WHAT NEEDS TO BE DONE
Scan the following material for the string "solve" and copy each line in which it appears.

DATASET ENTRIES
◇ ◇ ◇ ◇ ◇ ◇ ◇
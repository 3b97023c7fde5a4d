use super::*;

#[test]
fn empty_object_yields_defaults() {
    let opts = GenerateOpts::from_json_str("{}").unwrap();
    assert_eq!(opts, GenerateOpts::default());
    assert_eq!(opts.exit, ExitPolicy::Farthest);
    assert_eq!(opts.render.ring_thickness, 10.0);
}

#[test]
fn partial_render_section_keeps_other_defaults() {
    let opts =
        GenerateOpts::from_json_str(r#"{ "exit": { "fixed": 2 }, "render": { "base_radius": 4 } }"#)
            .unwrap();
    assert_eq!(opts.exit, ExitPolicy::Fixed(2));
    assert_eq!(opts.render.base_radius, 4.0);
    assert_eq!(opts.render.padding, 10.0);
}

#[test]
fn unknown_fields_are_rejected() {
    let err = GenerateOpts::from_json_str(r#"{ "colour": "red" }"#).unwrap_err();
    assert!(err.is_invalid_input());
}

#[test]
fn bad_geometry_is_invalid_input() {
    for json in [
        r#"{ "render": { "ring_thickness": 0 } }"#,
        r#"{ "render": { "ring_thickness": -1 } }"#,
        r#"{ "render": { "base_radius": -0.5 } }"#,
        r#"{ "render": { "padding": -2 } }"#,
        r#"{ "render": { "marker_radius": 0 } }"#,
    ] {
        let err = GenerateOpts::from_json_str(json).unwrap_err();
        assert!(err.is_invalid_input(), "{json}: {err}");
    }
}

#[test]
fn non_finite_values_are_rejected() {
    let opts = RenderOpts {
        path_width: f64::NAN,
        ..RenderOpts::default()
    };
    assert!(opts.validate().unwrap_err().is_invalid_input());
}
//! Circle-maze generates perfect mazes laid out on concentric rings.
//!
//! One generation call runs the whole pipeline synchronously:
//!
//! - build the ring adjacency table ([`RingTopology`])
//! - carve a random spanning tree over it ([`MazeCarver`])
//! - solve entrance to exit ([`solve`])
//! - render an SVG drawing ([`render_svg`]) and/or a JSON document ([`serialize`])
//!
//! [`generate_maze_svg`] and [`generate_maze_json`] are the two outer entry points. For
//! reproducible output use [`generate_with_seed`].
#![forbid(unsafe_code)]

mod foundation;

pub(crate) mod carve;
/// Generation and drawing options.
pub mod config;
pub(crate) mod maze;
pub(crate) mod pipeline;
pub(crate) mod render;
pub(crate) mod serialize;
pub(crate) mod solve;
pub(crate) mod topology;

pub use crate::foundation::core::{CellId, MAX_RINGS, MIN_RINGS, Point, RingCount, Vec2};
pub use crate::foundation::error::{MazeError, MazeResult};

pub use crate::carve::carver::{ExitPolicy, MazeCarver, carve};
pub use crate::config::{GenerateOpts, RenderOpts};
pub use crate::maze::model::{Maze, WallState};
pub use crate::pipeline::{
    GeneratedMaze, generate_batch, generate_maze_json, generate_maze_svg, generate_with_seed,
    load_maze_svg, load_maze_svg_with,
};
pub use crate::render::svg::{MARKERS_ID, SOLUTION_PATH_ID, WALLS_ID, render_svg};
pub use crate::serialize::document::{
    CellDoc, DOCUMENT_VERSION, MazeDocument, RingDoc, WallSlot, WallsDoc, serialize,
    to_json_string,
};
pub use crate::solve::solver::{SolutionPath, distances_from, solve};
pub use crate::topology::ring::{
    BASE_CELLS, CellLinks, Link, LinkId, LinkKind, RingTopology, cell_count_for_ring,
};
◇ ◇ ◇ ◇ ◇ ◇ ◇
EXERCISE RESULT
//! - solve entrance to exit ([`solve`])
pub(crate) mod solve;
pub use crate::solve::solver::{SolutionPath, distances_from, solve};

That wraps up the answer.